In order to get personalized medication recommendations for a patient that has been sequenced, the Pharmacolyzer does multiple queries to the Pharmacoracle.

The starting point is a JSON file with a representation of the patient VCF in Manchester syntax provided by the Pharmacotyper.

We have coined the verb to pharmacolyze for the action of the Pharmacolyzer

Getting access to pharmacolyzis of sensitive data

Patient VCFs are sensitive data, and storage of VCF data and pharmacotyping are preformed on secure servers. It may also be sensible to run the pharmacolyzer in a facility for sensitive data, and only export the final pharmacolysis.
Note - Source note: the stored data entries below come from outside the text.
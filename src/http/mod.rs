//! HTTP API server for the interview UI
//!
//! This module provides a REST API for controlling interview sessions:
//! - GET  /positions - Job openings candidates can interview for
//! - POST /interviews/start - Open a voice interview session
//! - POST /interviews/:id/stop - Finish an interview, hand back the log
//! - GET  /interviews/:id/status - Query session state and stats
//! - GET  /interviews/:id/transcript - Get the conversation so far
//! - POST /interviews/:id/message - Text turn path (typed answer)
//! - GET  /health - Health check

mod handlers;
mod routes;
mod state;

pub use routes::create_router;
pub use state::{ActiveInterview, AppState};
Access to the final PGx analysis could be given through a REST API, and we describe one approach in the section below.

Example of how access to the Pharmacolyzer through a REST API could look like

We have downloaded a VCF with samples from the 1000 genomes project. Four samples from the VCF was then pharmacotyped and stored in a JSON file called merged_patient.json which is now accessible to the Pharmacolyzer at pgx.no. Pharmacolysis can be performed for the following drugs and patient samples:

Drugs Samples
azathioprine
clopidogrel
NA19461
NA19068
NA20754
NA21137

by running commands on the form

curl https://www.pgx.no/api/pharmacolyzer -d "patient_name=merged_patient&drugs=azathioprine&samples=NA19461&samples=NA21137"

from the command line. For pretty printing, the following can be used:

curl https://www.pgx.no/api/pharmacolyzer -d "patient_name=merged_patient&drugs=azathioprine&samples=NA19461"  | python -m json.tool 

Note that this is quite slow (20-30 seconds, especially the first query, when the OWL reasoner process is being set up, later queries may become as little as 4-5 seconds, which is still a bit slow for such a simple program)